» Goal of the exercise
Your task is to retype all of the records below with complete accuracy.

Saved data entries
◆ ◆ ◆

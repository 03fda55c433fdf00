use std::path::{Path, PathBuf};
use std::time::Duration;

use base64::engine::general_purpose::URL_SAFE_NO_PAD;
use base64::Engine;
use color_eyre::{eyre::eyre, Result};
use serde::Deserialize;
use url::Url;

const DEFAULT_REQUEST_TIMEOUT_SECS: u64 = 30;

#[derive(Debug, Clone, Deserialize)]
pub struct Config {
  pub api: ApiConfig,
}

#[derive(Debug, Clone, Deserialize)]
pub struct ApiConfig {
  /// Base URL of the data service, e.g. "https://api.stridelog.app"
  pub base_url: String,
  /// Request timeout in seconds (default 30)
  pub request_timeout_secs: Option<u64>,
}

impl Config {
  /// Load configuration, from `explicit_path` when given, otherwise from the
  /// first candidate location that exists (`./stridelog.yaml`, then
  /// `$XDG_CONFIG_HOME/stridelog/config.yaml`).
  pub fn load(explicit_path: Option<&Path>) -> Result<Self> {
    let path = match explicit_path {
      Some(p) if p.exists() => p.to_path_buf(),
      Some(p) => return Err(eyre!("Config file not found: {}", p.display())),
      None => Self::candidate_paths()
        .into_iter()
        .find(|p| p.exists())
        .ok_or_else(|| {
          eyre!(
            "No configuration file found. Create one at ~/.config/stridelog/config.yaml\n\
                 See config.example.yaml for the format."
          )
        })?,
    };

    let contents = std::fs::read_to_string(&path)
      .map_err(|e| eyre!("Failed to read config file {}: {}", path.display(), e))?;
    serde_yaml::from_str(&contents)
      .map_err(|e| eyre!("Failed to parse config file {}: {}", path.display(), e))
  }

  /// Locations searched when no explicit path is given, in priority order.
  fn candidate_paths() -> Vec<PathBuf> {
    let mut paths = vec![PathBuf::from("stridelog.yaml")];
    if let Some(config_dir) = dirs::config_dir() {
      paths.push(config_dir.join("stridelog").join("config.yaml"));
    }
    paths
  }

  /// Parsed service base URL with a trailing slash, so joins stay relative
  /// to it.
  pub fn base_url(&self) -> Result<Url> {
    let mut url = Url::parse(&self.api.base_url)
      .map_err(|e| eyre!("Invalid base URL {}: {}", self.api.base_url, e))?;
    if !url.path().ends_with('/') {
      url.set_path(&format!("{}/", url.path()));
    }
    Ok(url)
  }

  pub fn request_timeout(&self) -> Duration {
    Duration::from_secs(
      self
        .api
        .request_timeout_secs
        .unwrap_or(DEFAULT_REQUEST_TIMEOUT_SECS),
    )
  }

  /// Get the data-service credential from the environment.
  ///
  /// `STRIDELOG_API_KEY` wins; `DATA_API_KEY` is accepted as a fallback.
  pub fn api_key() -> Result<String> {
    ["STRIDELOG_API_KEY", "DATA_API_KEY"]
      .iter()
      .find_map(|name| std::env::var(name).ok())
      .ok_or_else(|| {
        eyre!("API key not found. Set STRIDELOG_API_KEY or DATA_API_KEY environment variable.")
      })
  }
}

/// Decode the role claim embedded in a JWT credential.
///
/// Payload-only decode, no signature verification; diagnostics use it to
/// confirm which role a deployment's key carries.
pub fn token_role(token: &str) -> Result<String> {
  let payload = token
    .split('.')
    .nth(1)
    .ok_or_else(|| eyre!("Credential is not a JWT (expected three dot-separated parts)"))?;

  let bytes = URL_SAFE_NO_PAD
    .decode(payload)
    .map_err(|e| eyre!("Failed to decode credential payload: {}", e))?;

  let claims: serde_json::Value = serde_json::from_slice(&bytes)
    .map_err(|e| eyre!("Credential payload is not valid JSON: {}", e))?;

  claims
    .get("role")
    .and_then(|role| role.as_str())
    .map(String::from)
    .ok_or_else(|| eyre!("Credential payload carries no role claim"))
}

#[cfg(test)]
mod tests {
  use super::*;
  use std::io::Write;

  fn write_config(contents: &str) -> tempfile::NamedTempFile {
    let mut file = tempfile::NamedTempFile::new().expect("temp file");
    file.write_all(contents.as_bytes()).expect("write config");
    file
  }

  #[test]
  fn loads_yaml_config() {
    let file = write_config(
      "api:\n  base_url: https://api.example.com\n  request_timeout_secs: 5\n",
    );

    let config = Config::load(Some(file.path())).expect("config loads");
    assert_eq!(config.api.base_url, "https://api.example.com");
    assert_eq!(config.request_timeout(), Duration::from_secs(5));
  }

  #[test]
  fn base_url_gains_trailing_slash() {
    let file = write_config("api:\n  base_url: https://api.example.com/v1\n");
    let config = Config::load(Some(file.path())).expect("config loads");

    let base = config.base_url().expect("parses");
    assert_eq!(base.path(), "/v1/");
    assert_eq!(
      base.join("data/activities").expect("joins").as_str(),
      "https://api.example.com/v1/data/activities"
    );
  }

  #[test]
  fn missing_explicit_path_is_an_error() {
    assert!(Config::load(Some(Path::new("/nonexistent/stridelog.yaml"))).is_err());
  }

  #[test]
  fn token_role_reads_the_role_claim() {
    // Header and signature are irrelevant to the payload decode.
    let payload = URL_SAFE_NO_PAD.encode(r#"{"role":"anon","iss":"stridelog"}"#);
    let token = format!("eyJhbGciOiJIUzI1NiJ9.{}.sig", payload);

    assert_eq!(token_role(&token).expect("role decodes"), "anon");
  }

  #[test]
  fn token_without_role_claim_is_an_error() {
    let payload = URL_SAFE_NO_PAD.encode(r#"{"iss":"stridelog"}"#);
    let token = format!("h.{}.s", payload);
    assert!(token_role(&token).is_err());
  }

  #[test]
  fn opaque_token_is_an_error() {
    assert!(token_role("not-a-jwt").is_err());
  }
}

◆ ◆ ◆

» Expected answer
repository 03fda55c433fdf00
use std::path::{Path, PathBuf};
use std::time::Duration;

use base64::engine::general_purpose::URL_SAFE_NO_PAD;
use base64::Engine;
use color_eyre::{eyre::eyre, Result};
use serde::Deserialize;
use url::Url;

const DEFAULT_REQUEST_TIMEOUT_SECS: u64 = 30;

#[derive(Debug, Clone, Deserialize)]
pub struct Config {
  pub api: ApiConfig,
}

#[derive(Debug, Clone, Deserialize)]
pub struct ApiConfig {
  /// Base URL of the data service, e.g. "https://api.stridelog.app"
  pub base_url: String,
  /// Request timeout in seconds (default 30)
  pub request_timeout_secs: Option<u64>,
}

impl Config {
  /// Load configuration, from `explicit_path` when given, otherwise from the
  /// first candidate location that exists (`./stridelog.yaml`, then
  /// `$XDG_CONFIG_HOME/stridelog/config.yaml`).
  pub fn load(explicit_path: Option<&Path>) -> Result<Self> {
    let path = match explicit_path {
      Some(p) if p.exists() => p.to_path_buf(),
      Some(p) => return Err(eyre!("Config file not found: {}", p.display())),
      None => Self::candidate_paths()
        .into_iter()
        .find(|p| p.exists())
        .ok_or_else(|| {
          eyre!(
            "No configuration file found. Create one at ~/.config/stridelog/config.yaml\n\
                 See config.example.yaml for the format."
          )
        })?,
    };

    let contents = std::fs::read_to_string(&path)
      .map_err(|e| eyre!("Failed to read config file {}: {}", path.display(), e))?;
    serde_yaml::from_str(&contents)
      .map_err(|e| eyre!("Failed to parse config file {}: {}", path.display(), e))
  }

  /// Locations searched when no explicit path is given, in priority order.
  fn candidate_paths() -> Vec<PathBuf> {
    let mut paths = vec![PathBuf::from("stridelog.yaml")];
    if let Some(config_dir) = dirs::config_dir() {
      paths.push(config_dir.join("stridelog").join("config.yaml"));
    }
    paths
  }

  /// Parsed service base URL with a trailing slash, so joins stay relative
  /// to it.
  pub fn base_url(&self) -> Result<Url> {
    let mut url = Url::parse(&self.api.base_url)
      .map_err(|e| eyre!("Invalid base URL {}: {}", self.api.base_url, e))?;
    if !url.path().ends_with('/') {
      url.set_path(&format!("{}/", url.path()));
    }
    Ok(url)
  }

  pub fn request_timeout(&self) -> Duration {
    Duration::from_secs(
      self
        .api
        .request_timeout_secs
        .unwrap_or(DEFAULT_REQUEST_TIMEOUT_SECS),
    )
  }

  /// Get the data-service credential from the environment.
  ///
  /// `STRIDELOG_API_KEY` wins; `DATA_API_KEY` is accepted as a fallback.
  pub fn api_key() -> Result<String> {
    ["STRIDELOG_API_KEY", "DATA_API_KEY"]
      .iter()
      .find_map(|name| std::env::var(name).ok())
      .ok_or_else(|| {
        eyre!("API key not found. Set STRIDELOG_API_KEY or DATA_API_KEY environment variable.")
      })
  }
}

/// Decode the role claim embedded in a JWT credential.
///
/// Payload-only decode, no signature verification; diagnostics use it to
/// confirm which role a deployment's key carries.
pub fn token_role(token: &str) -> Result<String> {
  let payload = token
    .split('.')
    .nth(1)
    .ok_or_else(|| eyre!("Credential is not a JWT (expected three dot-separated parts)"))?;

  let bytes = URL_SAFE_NO_PAD
    .decode(payload)
    .map_err(|e| eyre!("Failed to decode credential payload: {}", e))?;

  let claims: serde_json::Value = serde_json::from_slice(&bytes)
    .map_err(|e| eyre!("Credential payload is not valid JSON: {}", e))?;

  claims
    .get("role")
    .and_then(|role| role.as_str())
    .map(String::from)
    .ok_or_else(|| eyre!("Credential payload carries no role claim"))
}

#[cfg(test)]
mod tests {
  use super::*;
  use std::io::Write;

  fn write_config(contents: &str) -> tempfile::NamedTempFile {
    let mut file = tempfile::NamedTempFile::new().expect("temp file");
    file.write_all(contents.as_bytes()).expect("write config");
    file
  }

  #[test]
  fn loads_yaml_config() {
    let file = write_config(
      "api:\n  base_url: https://api.example.com\n  request_timeout_secs: 5\n",
    );

    let config = Config::load(Some(file.path())).expect("config loads");
    assert_eq!(config.api.base_url, "https://api.example.com");
    assert_eq!(config.request_timeout(), Duration::from_secs(5));
  }

  #[test]
  fn base_url_gains_trailing_slash() {
    let file = write_config("api:\n  base_url: https://api.example.com/v1\n");
    let config = Config::load(Some(file.path())).expect("config loads");

    let base = config.base_url().expect("parses");
    assert_eq!(base.path(), "/v1/");
    assert_eq!(
      base.join("data/activities").expect("joins").as_str(),
      "https://api.example.com/v1/data/activities"
    );
  }

  #[test]
  fn missing_explicit_path_is_an_error() {
    assert!(Config::load(Some(Path::new("/nonexistent/stridelog.yaml"))).is_err());
  }

  #[test]
  fn token_role_reads_the_role_claim() {
    // Header and signature are irrelevant to the payload decode.
    let payload = URL_SAFE_NO_PAD.encode(r#"{"role":"anon","iss":"stridelog"}"#);
    let token = format!("eyJhbGciOiJIUzI1NiJ9.{}.sig", payload);

    assert_eq!(token_role(&token).expect("role decodes"), "anon");
  }

  #[test]
  fn token_without_role_claim_is_an_error() {
    let payload = URL_SAFE_NO_PAD.encode(r#"{"iss":"stridelog"}"#);
    let token = format!("h.{}.s", payload);
    assert!(token_role(&token).is_err());
  }

  #[test]
  fn opaque_token_is_an_error() {
    assert!(token_role("not-a-jwt").is_err());
  }
}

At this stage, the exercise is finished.